An often engaging coming-of-age story of heartbreak, bravery, honor, and triumph.

A peek into the tumultuous beginnings of one of America’s Founding Fathers.

This work of historical fiction follows Alexander Hamilton from the age of 11 in St. Eustatius on the northern tip of the Caribbean’s Leeward Islands and narrates the story of his early life before coming to Colonial America. With his mother’s dream that he eventually go to college firmly in mind, Alex navigates challenging moments of his youth, including the loss of both his parents and a daring rescue mission to free his enslaved friend, Ajax, from a brutal man. There are moments when Schiller’s prose reads a bit like a textbook, but she brings history to life in her dynamic dialogue; one such moment comes early in the story, when Alex is scolded by a tough but caring teacher who sets him on a course that will guide him through his younger years and lay a firm foundation for his adulthood. Counseling him to learn bookkeeping and read Plutarch, she says, “Alex, ’tis true you have a fine mind, possibly even a great mind. But you’re far too impulsive for your own good.

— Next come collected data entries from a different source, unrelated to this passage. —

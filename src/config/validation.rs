use crate::config::types::{Config, CrawlerConfig, DatabaseConfig, UserAgentConfig};
use crate::config::parser::ENV_DATABASE_PATH;
use crate::ConfigError;
use url::Url;

const MAX_DEPTH_LIMIT: u32 = 32;
const MAX_TIMEOUT_SECS: u64 = 300;

/// Validates the entire configuration
pub fn validate(config: &Config) -> Result<(), ConfigError> {
    validate_database_config(&config.database)?;
    validate_crawler_config(&config.crawler)?;
    validate_user_agent_config(&config.user_agent)?;
    Ok(())
}

fn validate_database_config(config: &DatabaseConfig) -> Result<(), ConfigError> {
    if config.path.trim().is_empty() {
        return Err(ConfigError::Missing(format!(
            "database path (set [database] path or {})",
            ENV_DATABASE_PATH
        )));
    }
    Ok(())
}

/// Validates crawler configuration
fn validate_crawler_config(config: &CrawlerConfig) -> Result<(), ConfigError> {
    if config.max_depth > MAX_DEPTH_LIMIT {
        return Err(ConfigError::Validation(format!(
            "max_depth must be at most {}, got {}",
            MAX_DEPTH_LIMIT, config.max_depth
        )));
    }

    if config.request_timeout_secs < 1 || config.request_timeout_secs > MAX_TIMEOUT_SECS {
        return Err(ConfigError::Validation(format!(
            "request_timeout_secs must be between 1 and {}, got {}",
            MAX_TIMEOUT_SECS, config.request_timeout_secs
        )));
    }

    Ok(())
}

/// Validates user agent configuration
fn validate_user_agent_config(config: &UserAgentConfig) -> Result<(), ConfigError> {
    if config.crawler_name.is_empty() {
        return Err(ConfigError::Validation(
            "crawler_name cannot be empty".to_string(),
        ));
    }

    if !config
        .crawler_name
        .chars()
        .all(|c| c.is_alphanumeric() || c == '-')
    {
        return Err(ConfigError::Validation(format!(
            "crawler_name must contain only alphanumeric characters and hyphens, got '{}'",
            config.crawler_name
        )));
    }

    if config.crawler_version.is_empty() {
        return Err(ConfigError::Validation(
            "crawler_version cannot be empty".to_string(),
        ));
    }

    Url::parse(&config.contact_url)
        .map_err(|e| ConfigError::Validation(format!("Invalid contact_url: {}", e)))?;

    validate_email(&config.contact_email)?;

    Ok(())
}

/// Validates a crawl target: a bare host name with an optional `:port`
///
/// Schemes, paths and whitespace are rejected; the crawler chooses the protocol itself.
pub fn validate_domain(domain: &str) -> Result<(), ConfigError> {
    if domain.is_empty() {
        return Err(ConfigError::InvalidDomain(
            "Domain cannot be empty".to_string(),
        ));
    }

    let (host, port) = match domain.rsplit_once(':') {
        Some((host, port)) => (host, Some(port)),
        None => (domain, None),
    };

    if let Some(port) = port {
        if port.is_empty() || port.parse::<u16>().is_err() {
            return Err(ConfigError::InvalidDomain(format!(
                "Domain '{}' has an invalid port",
                domain
            )));
        }
    }

    if host.is_empty() {
        return Err(ConfigError::InvalidDomain(format!(
            "Domain '{}' has no host",
            domain
        )));
    }

    if !host
        .chars()
        .all(|c| c.is_alphanumeric() || c == '.' || c == '-')
    {
        return Err(ConfigError::InvalidDomain(format!(
            "Domain '{}' contains invalid characters",
            domain
        )));
    }

    if host.starts_with('.') || host.ends_with('.') || host.starts_with('-') || host.ends_with('-')
    {
        return Err(ConfigError::InvalidDomain(format!(
            "Domain '{}' cannot start or end with '.' or '-'",
            domain
        )));
    }

    if host.contains("..") {
        return Err(ConfigError::InvalidDomain(format!(
            "Domain '{}' cannot contain consecutive dots",
            domain
        )));
    }

    Ok(())
}

/// Basic email validation
fn validate_email(email: &str) -> Result<(), ConfigError> {
    if email.is_empty() {
        return Err(ConfigError::Validation(
            "contact_email cannot be empty".to_string(),
        ));
    }

    let parts: Vec<&str> = email.split('@').collect();
    if parts.len() != 2 || parts[0].is_empty() || parts[1].is_empty() {
        return Err(ConfigError::Validation(format!(
            "Invalid email format: '{}'",
            email
        )));
    }

    if !parts[1].contains('.') {
        return Err(ConfigError::Validation(format!(
            "Invalid email domain: '{}'",
            email
        )));
    }

    Ok(())
}
//! Outcome definitions for paths taken off the crawl frontier
//!
//! Every frontier entry ends in exactly one of these outcomes.
use std::fmt;

/// Result of processing one `{path, depth}` frontier entry
#[derive(Debug, Clone, Copy, PartialEq, Eq, Hash, PartialOrd, Ord)]
pub enum PathOutcome {
    // ===== Success =====
    /// Page was fetched and its index transaction committed
    Indexed,

    // ===== Skips =====
    /// Entry was deeper than the configured maximum
    DepthExceeded,

    /// Path was already indexed earlier in this run
    AlreadyScraped,

    /// Path is already present in the store from a previous run
    AlreadyIndexed,

    /// Path matches a robots.txt disallow prefix
    Disallowed,

    /// Domain has no resolved protocol
    Unregistered,

    // ===== Failures =====
    /// Transport error, timeout or non-success status
    FetchFailed,

    /// Index transaction failed and was rolled back
    IndexFailed,
}

impl PathOutcome {
    pub fn is_success(&self) -> bool {
        matches!(self, Self::Indexed)
    }

    /// Skips are not errors: the path was deliberately left alone
    pub fn is_skip(&self) -> bool {
        matches!(
            self,
            Self::DepthExceeded
                | Self::AlreadyScraped
                | Self::AlreadyIndexed
                | Self::Disallowed
                | Self::Unregistered
        )
    }

    pub fn is_error(&self) -> bool {
        matches!(self, Self::FetchFailed | Self::IndexFailed)
    }

    /// Whether links on the page should be followed after this outcome
    pub fn follows_links(&self) -> bool {
        self.is_success()
    }

    pub fn as_str(&self) -> &'static str {
        match self {
            Self::Indexed => "indexed",
            Self::DepthExceeded => "depth_exceeded",
            Self::AlreadyScraped => "already_scraped",
            Self::AlreadyIndexed => "already_indexed",
            Self::Disallowed => "disallowed",
            Self::Unregistered => "unregistered",
            Self::FetchFailed => "fetch_failed",
            Self::IndexFailed => "index_failed",
        }
    }

    pub fn all() -> [Self; 8] {
        [
            Self::Indexed,
            Self::DepthExceeded,
            Self::AlreadyScraped,
            Self::AlreadyIndexed,
            Self::Disallowed,
            Self::Unregistered,
            Self::FetchFailed,
            Self::IndexFailed,
        ]
    }
}

impl fmt::Display for PathOutcome {
    fn fmt(&self, f: &mut fmt::Formatter<'_>) -> fmt::Result {
        f.write_str(self.as_str())
    }
}
#[tokio::test]
async fn test_unreachable_robots_aborts_domain() {
    let env = TestEnv::start().await;
    env.mount_page("/", "<p>home</p>").await;
    Mock::given(method("GET"))
        .and(path("/robots.txt"))
        .respond_with(ResponseTemplate::new(200).set_delay(Duration::from_secs(3)))
        .mount(&env.server)
        .await;

    let crawler = env.crawler_with_timeout(1, 1);
    let report = crawler.crawl_domain(&env.domain).await.unwrap();

    assert!(matches!(
        report.abort,
        Some(AbortReason::RobotsUnavailable(_))
    ));
    assert_eq!(crawler.storage().lock().count_pages().unwrap(), 0);
}

#[tokio::test]
async fn test_batch_from_domain_list() {
    let env = TestEnv::start().await;
    env.mount_page("/", "<p>batch home</p>").await;

    let mut list = tempfile::NamedTempFile::new().unwrap();
    writeln!(list, "# domains to crawl").unwrap();
    writeln!(list, "  {}  ", env.domain).unwrap();
    writeln!(list).unwrap();
    writeln!(list, "bad domain").unwrap();
    writeln!(list, "127.0.0.1:9").unwrap();

    let domains = read_domain_list(list.path()).unwrap();
    assert_eq!(domains.len(), 3);

    let runner = BatchRunner::new(env.crawler(1));
    let batch = runner.run(&domains).await;

    assert_eq!(batch.domains_crawled(), 1);
    assert_eq!(batch.domains_aborted(), 1);
    assert_eq!(batch.skipped.len(), 1);
    assert_eq!(batch.pages_indexed(), 1);
}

You must learn to control your temper.” It’s scenes such as this, in which readers glimpse the emotional life and development of a future statesman, that make the book feel worthy. The entirely fictional story of Alex rescuing Ajax comes close to the pitfalls of a White savior narrative, but Schiller work to avoid them by treating the friendship between the two characters with respect, showing each growing and learning as a result of knowing the other. At times, the transitions between chapters feel awkward, but at others—as when Alex witnesses his first auction of enslaved people and then returns home to a joyous dinner—offer rich juxtapositions and foreshadowing.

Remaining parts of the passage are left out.